А он ни чуточки не растерялся, потому что знал, что коли его время пришло, то ничто ему уже помешать не сможет. И тут как раз мода подоспела на пиджаки с большими ватными плечами. Надел он пиджак, упихал под него боковые головы поменьше, а среднюю, большую и красивую, гордо поднял и помчался в Москву, прямо в Кремль. И там ему товарищ Сталин крепко руку жал, а товарищ Ежов, привстав на цыпочки, по голове гладил и в плечики целовал.

А грамотей, во дни Ивана Калиты ползучим гадом укушенный, пребывал тем временем в аду, грехи свои выжигал, чтоб ему, значит, в вечную жизнь чистым, как стеклышко, идти. Полезное, конечно, это дело, но невыносимое. Криком кричит грамотей:
– Осознал все, осознал! На девок теперь вовсе смотреть не стану, даже на самых уродливых.

А пуще всего сокрушался насчет постов и прочего самовольства. Инструктор ему очень толковый попался. Уж так складно разъяснил, что наносящий урон своей душе великий грех совершает, поелику душа его не личной собственностью является, а частью мировой души. Как услышал про это грамотей, пришел в полный ужас. Ведь на­стоящий правдолюбец чем от ненастоящего отличается? Тем, что он свое правдолюбие к самому себе применяет. Как он завопит на весь ад:
– Подлец я, подлец! Мало еще мне, подлецу, дали! На десять тысяч лет надо было в самое пекло закатать!

Он же не в пекле пребывал, а в области высоких температур.

И тут инструктор ему и говорит:
– Ну, поздравляю тебя, идешь под частичную амнистию. Снимаются с тебя одна тысяча четыреста семь лет.

Грамотей обалдел, а потом говорит:
– И все?

– А больше не положено. Пятьдесят процентов, а больше – ни-ни. Здесь все по-честному. Теперь наша задача – полное снятие судимости.

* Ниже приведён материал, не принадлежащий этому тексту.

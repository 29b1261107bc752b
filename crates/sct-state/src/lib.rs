//! # sct-state: Disclosure State Machines
//!
//! Implements the two coupled lifecycles of the disclosure flow as runtime
//! state machines over the `sct-core` records.
//!
//! ## State Machines
//!
//! - **Response** (`response.rs`): `Pending → Submitted` (terminal), gated by
//!   the response's access token and the survey's required questions.
//!
//! - **Supplier** (`supplier.rs`): `Pending → Responded → Verified`. A
//!   successful submission moves a linked supplier to `Responded`; an
//!   operator confirms `Verified`.
//!
//! ## Design
//!
//! Transitions here are pure: they validate and mutate an in-memory record
//! and return a transition record. Making the response and supplier changes
//! atomic is the repository's job (`sct-disclosure`), which applies both
//! results under a single compare-and-swap.

pub mod response;
pub mod supplier;

pub use response::{ResponseError, ResponseStateMachine, ResponseTransitionRecord};
pub use supplier::{SupplierError, SupplierLifecycle, SupplierTransitionRecord};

Только грамотея с этого дня как подменили. Гореть – горит, а покаяния – никакого.
– Невыносимы мне, – говорит, – адские мучения. Все силы отбирают, каяться – нечем.
Лазейку ищет, хитрец, чувствует, есть она, лазейка. И взял-таки измором инструктора своего. Московский грамотей – он, и в аду оказавшись, изловчится всем нервы истрепать.

Говорит ему инструктор:
– Вообще-то есть еще способы срок скостить. Можно опять там родиться, – тут он кивнул в нашу сторону. – В России, например, очень выгодные условия, один год за двадцать засчитывается.

– Так что ж ты до сих пор молчал? – возмутился грамотей.

– Тебя жалеючи молчал, грамотеюшка. Тот свет – опаснейшее место, – это он так нашу действительность величал: «тот свет». – А вдруг ты оттуда с новым сроком вернешься? Представляешь, сколько нам придется тут коптеть?

– Рискну всенепременно, – заявил грамотей.

Вот начали его в дорогу собирать. Перво-наперво, значит, встал вопрос материального обеспечения. Нужно было найти добрых людей, которые бы плоть и кровь организовали, а самое главное – содержали бы на первых порах, а не спихнули бы сразу в сиротский приют. Понятно, с таким делом к чужим людям обращаться не вполне удобно, а лучше к родне. А у грамотея за пять-то веков потомства набралось – тьма. И все такие важные, ученые, и фамилия у них соответственная – Богословские. Грамотей даже засмущался: к Богословским, да прямо из адского пламени, неделикатно как-то. Но оказалось, что от этого благородного древа отделилась еще при Алексей Михалыче плохонькая ветвь. Впали они в нищету и в крепостную зависимость, а на данный момент проживали в захудалой деревеньке верстах в полутораста от Москвы и фамилию носили самую что ни на есть подходящую – Кочергины. К ним-то и определили нашего грамотея.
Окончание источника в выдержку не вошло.